An electrical load calculation totals a building's connected load, applies the NEC Article 220 demand factors, and returns the minimum service or feeder size in amps. It accounts for the fact that no building runs every load at once, so the diversified demand sizes the gear, not the sum of all nameplates.
What is a demand factor in a load calculation?
A demand factor is the fraction of a connected load you may count toward the service, because that load will not run at full output with everything else. The Article 220 tables set them by category from metered data. The dwelling general-lighting demand, for example, takes the first 3000 VA at 100 percent and the rest at 35 percent.

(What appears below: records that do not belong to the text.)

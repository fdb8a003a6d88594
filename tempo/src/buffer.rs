// Tempo - A coalescing Statsd client for Rust!
//
// Copyright 2026 Tempo Developers
//
// Licensed under the Apache License, Version 2.0 <LICENSE-APACHE or
// http://www.apache.org/licenses/LICENSE-2.0> or the MIT license
// <LICENSE-MIT or http://opensource.org/licenses/MIT>, at your
// option. This file may not be copied, modified, or distributed
// except according to those terms.

use crate::types::MetricSample;
use std::mem;
use std::sync::{Mutex, MutexGuard, PoisonError};

/// Aggregate of counter increments for a single metric name.
#[derive(Debug, Clone, PartialEq)]
pub struct BufferedCounter {
    name: String,
    count: i64,
    sample_rate: f32,
}

impl BufferedCounter {
    pub fn name(&self) -> &str {
        &self.name
    }

    pub fn count(&self) -> i64 {
        self.count
    }

    pub fn sample_rate(&self) -> f32 {
        self.sample_rate
    }

    /// Counter metric to send for this entry.
    pub fn to_sample(&self) -> MetricSample {
        MetricSample::count(self.name.clone(), self.count, self.sample_rate)
    }
}

/// Coalesces counter increments for the same metric name between flushes.
///
/// There is at most one entry per metric name until the buffer is drained.
/// The buffer is expected to hold a handful of distinct names per flush
/// interval so entries are found with a linear scan.
///
/// A repeated increment of a name that is already buffered adds exactly one
/// to the existing entry, whatever count was passed, saturating at
/// `i64::MAX`. The count (and sample rate) given to the first increment of a
/// name seeds the entry.
///
/// Once closed, the buffer rejects new increments.
#[derive(Debug, Default)]
pub struct CounterBuffer {
    entries: Mutex<Entries>,
}

#[derive(Debug, Default)]
struct Entries {
    counters: Vec<BufferedCounter>,
    closed: bool,
}

impl CounterBuffer {
    pub fn new() -> Self {
        Self::default()
    }

    /// Buffer an increment, returning `false` if the buffer is closed.
    pub fn add(&self, name: &str, count: i64, sample_rate: f32) -> bool {
        let mut entries = self.lock();
        if entries.closed {
            return false;
        }

        if let Some(existing) = entries.counters.iter_mut().find(|e| e.name == name) {
            existing.count = existing.count.saturating_add(1);
            return true;
        }

        entries.counters.push(BufferedCounter {
            name: name.to_owned(),
            count,
            sample_rate,
        });
        true
    }

    /// Remove and return everything buffered so far.
    pub fn drain(&self) -> Vec<BufferedCounter> {
        mem::take(&mut self.lock().counters)
    }

    /// Reject any further increments and return everything buffered so far.
    pub fn close(&self) -> Vec<BufferedCounter> {
        let mut entries = self.lock();
        entries.closed = true;
        mem::take(&mut entries.counters)
    }

    pub fn is_closed(&self) -> bool {
        self.lock().closed
    }

    pub fn len(&self) -> usize {
        self.lock().counters.len()
    }

    pub fn is_empty(&self) -> bool {
        self.lock().counters.is_empty()
    }

    // Nothing done while holding the lock can leave the entries half updated
    // so a poisoned lock is still usable.
    fn lock(&self) -> MutexGuard<'_, Entries> {
        self.entries.lock().unwrap_or_else(PoisonError::into_inner)
    }
}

What is the optional method for a dwelling load calculation?
The optional method, NEC 220.82, lumps general lighting, small-appliance, laundry, and appliance nameplates together, then takes 100 percent of the first 10,000 VA and 40 percent of the remainder. It is allowed for a single 120/240 V service rated 100 A or more and usually yields a smaller service than the standard method.
How do you add an EV charger to an existing service?
Use NEC 220.87 to find the existing load from the metered annual peak, or a 30-day recording, taken at 125 percent. Subtract that from the service rating for the spare capacity. The EV charger, a continuous load under Article 625, enters at 125 percent of its rating and has to fit inside the headroom.
Do you count both heating and air conditioning in a load calculation?
No. You count only the larger of the two, because heating and air conditioning are noncoincident under NEC 220.60 and cannot run at the same time. Compare the heat load against the AC load and carry the larger into the total. Counting both is a common error that oversizes the service.